//! Configuration commands.

use std::path::Path;

use anyhow::{Result, bail};
use orchsim_config::Paths;

use crate::style::{self, colors::SemanticStyle};

/// Show the merged configuration.
pub fn show(project: &Path, format: &str) -> Result<()> {
    let config = super::load_config(project)?;

    match format {
        "json" => {
            println!("{}", serde_json::to_string_pretty(&config)?);
        }
        "toml" => {
            println!("{}", config.to_toml_string()?);
        }
        "text" => {
            let sim = &config.simulator;
            println!("{}", "orchsim Configuration".header());
            style::print_spacer();

            println!("Simulator:");
            println!(
                "{}",
                style::info_table(&[
                    (
                        "seed",
                        sim.seed
                            .map_or_else(|| "time-derived".to_string(), |s| s.to_string()),
                    ),
                    (
                        "delay",
                        format!("{}..={}ms", sim.base_delay_min_ms, sim.base_delay_max_ms),
                    ),
                    ("warning_pct", sim.warning_pct.to_string()),
                    ("error_pct", sim.error_pct.to_string()),
                    ("long_running_delay", format!("{}ms", sim.long_running_delay_ms)),
                    (
                        "cancel_pending_on_clear",
                        sim.cancel_pending_on_clear.to_string(),
                    ),
                ])
            );
            style::print_spacer();

            println!("Console:");
            style::print_labeled(
                "poll_interval",
                &format!("{}ms", config.console.poll_interval_ms),
            );
            style::print_spacer();

            let project_file = Paths::project_config_file(project);
            if !project_file.exists() {
                style::print_hint(&format!(
                    "no {} found; showing defaults and environment overrides",
                    project_file.display()
                ));
            }
        }
        other => bail!("unknown format '{other}' (expected text, json, or toml)"),
    }

    Ok(())
}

#### Problem details:
Show me every line in the data above that includes "format".

#### Response box:
pub fn show(project: &Path, format: &str) -> Result<()> {
    match format {
                        format!("{}..={}ms", sim.base_delay_min_ms, sim.base_delay_max_ms),
                    ("long_running_delay", format!("{}ms", sim.long_running_delay_ms)),
                &format!("{}ms", config.console.poll_interval_ms),
                style::print_hint(&format!(
        other => bail!("unknown format '{other}' (expected text, json, or toml)"),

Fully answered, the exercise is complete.